**WHAT IS EXPECTED**
A full, exact copy of the records below is the required answer.
═══ PROVIDED MATERIAL
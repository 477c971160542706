use anyhow::Context;
use sqlx::SqlitePool;

use super::password::{self, PasswordScheme};
use crate::account::{Password, StoreError, User, UserRepository, Username, ValidationError};

/// Registration failures
#[derive(Debug, thiserror::Error)]
pub enum RegistrationError {
    #[error("invalid input: {0}")]
    InvalidInput(#[from] ValidationError),

    #[error("username already taken")]
    UsernameTaken,

    #[error(transparent)]
    Internal(#[from] anyhow::Error),
}

/// Login failures
///
/// Unknown username and wrong password are the same variant on purpose.
#[derive(Debug, thiserror::Error)]
pub enum AuthError {
    #[error("invalid username or password")]
    InvalidCredentials,

    #[error(transparent)]
    Internal(#[from] anyhow::Error),
}

pub struct UserAuthService {
    db: SqlitePool,
    scheme: PasswordScheme,
}

impl UserAuthService {
    pub fn new(db: SqlitePool, scheme: PasswordScheme) -> Self {
        Self { db, scheme }
    }

    pub fn scheme(&self) -> PasswordScheme {
        self.scheme
    }

    /// Register a new user
    ///
    /// Does not touch the session; the caller establishes it on success.
    pub async fn register(
        &self,
        username: &str,
        password: &str,
    ) -> Result<User, RegistrationError> {
        // 1. Validate lengths before anything reaches the store
        let username = Username::new(username)?;
        let password = Password::new(password)?;

        // 2. Hash password off the async workers
        let scheme = self.scheme;
        let plaintext = password.as_str().to_owned();
        let password_hash =
            tokio::task::spawn_blocking(move || password::hash_password(scheme, &plaintext))
                .await
                .context("Password hashing task failed")??;

        // 3. Insert; the UNIQUE constraint settles races
        match UserRepository::create(&self.db, username.as_str(), &password_hash).await {
            Ok(user) => {
                tracing::info!(user_id = user.id, username = %user.username, "User registered");
                Ok(user)
            }
            Err(StoreError::DuplicateUsername(name)) => {
                tracing::warn!(username = %name, "Registration attempt for existing user");
                Err(RegistrationError::UsernameTaken)
            }
            Err(StoreError::Database(e)) => {
                Err(anyhow::Error::new(e).context("Failed to insert user").into())
            }
        }
    }

    /// Check a username/password pair
    pub async fn login(&self, username: &str, password: &str) -> Result<User, AuthError> {
        let user = UserRepository::find_by_username(&self.db, username)
            .await
            .context("User lookup failed")?;

        let scheme = self.scheme;
        let plaintext = password.to_owned();
        let verified = tokio::task::spawn_blocking(move || match user {
            Some(user) => {
                let ok = password::verify_password(&plaintext, &user.password_hash);
                ok.then_some(user)
            }
            None => {
                password::dummy_verify(scheme, &plaintext);
                None
            }
        })
        .await
        .context("Password verification task failed")?;

        match verified {
            Some(user) => {
                tracing::info!(user_id = user.id, username = %user.username, "User logged in");
                Ok(user)
            }
            None => {
                tracing::warn!(username = %username, "Login failed");
                Err(AuthError::InvalidCredentials)
            }
        }
    }

    /// Load the record behind an authenticated session
    pub async fn current_user(&self, username: &str) -> anyhow::Result<Option<User>> {
        UserRepository::find_by_username(&self.db, username)
            .await
            .context("User lookup failed")
    }
}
══════
**WRITTEN SOLUTION**
repository 477c971160542706
use anyhow::Context;
use sqlx::SqlitePool;

use super::password::{self, PasswordScheme};
use crate::account::{Password, StoreError, User, UserRepository, Username, ValidationError};

/// Registration failures
#[derive(Debug, thiserror::Error)]
pub enum RegistrationError {
    #[error("invalid input: {0}")]
    InvalidInput(#[from] ValidationError),

    #[error("username already taken")]
    UsernameTaken,

    #[error(transparent)]
    Internal(#[from] anyhow::Error),
}

/// Login failures
///
/// Unknown username and wrong password are the same variant on purpose.
#[derive(Debug, thiserror::Error)]
pub enum AuthError {
    #[error("invalid username or password")]
    InvalidCredentials,

    #[error(transparent)]
    Internal(#[from] anyhow::Error),
}

pub struct UserAuthService {
    db: SqlitePool,
    scheme: PasswordScheme,
}

impl UserAuthService {
    pub fn new(db: SqlitePool, scheme: PasswordScheme) -> Self {
        Self { db, scheme }
    }

    pub fn scheme(&self) -> PasswordScheme {
        self.scheme
    }

    /// Register a new user
    ///
    /// Does not touch the session; the caller establishes it on success.
    pub async fn register(
        &self,
        username: &str,
        password: &str,
    ) -> Result<User, RegistrationError> {
        // 1. Validate lengths before anything reaches the store
        let username = Username::new(username)?;
        let password = Password::new(password)?;

        // 2. Hash password off the async workers
        let scheme = self.scheme;
        let plaintext = password.as_str().to_owned();
        let password_hash =
            tokio::task::spawn_blocking(move || password::hash_password(scheme, &plaintext))
                .await
                .context("Password hashing task failed")??;

        // 3. Insert; the UNIQUE constraint settles races
        match UserRepository::create(&self.db, username.as_str(), &password_hash).await {
            Ok(user) => {
                tracing::info!(user_id = user.id, username = %user.username, "User registered");
                Ok(user)
            }
            Err(StoreError::DuplicateUsername(name)) => {
                tracing::warn!(username = %name, "Registration attempt for existing user");
                Err(RegistrationError::UsernameTaken)
            }
            Err(StoreError::Database(e)) => {
                Err(anyhow::Error::new(e).context("Failed to insert user").into())
            }
        }
    }

    /// Check a username/password pair
    pub async fn login(&self, username: &str, password: &str) -> Result<User, AuthError> {
        let user = UserRepository::find_by_username(&self.db, username)
            .await
            .context("User lookup failed")?;

        let scheme = self.scheme;
        let plaintext = password.to_owned();
        let verified = tokio::task::spawn_blocking(move || match user {
            Some(user) => {
                let ok = password::verify_password(&plaintext, &user.password_hash);
                ok.then_some(user)
            }
            None => {
                password::dummy_verify(scheme, &plaintext);
                None
            }
        })
        .await
        .context("Password verification task failed")?;

        match verified {
            Some(user) => {
                tracing::info!(user_id = user.id, username = %user.username, "User logged in");
                Ok(user)
            }
            None => {
                tracing::warn!(username = %username, "Login failed");
                Err(AuthError::InvalidCredentials)
            }
        }
    }

    /// Load the record behind an authenticated session
    pub async fn current_user(&self, username: &str) -> anyhow::Result<Option<User>> {
        UserRepository::find_by_username(&self.db, username)
            .await
            .context("User lookup failed")
    }
}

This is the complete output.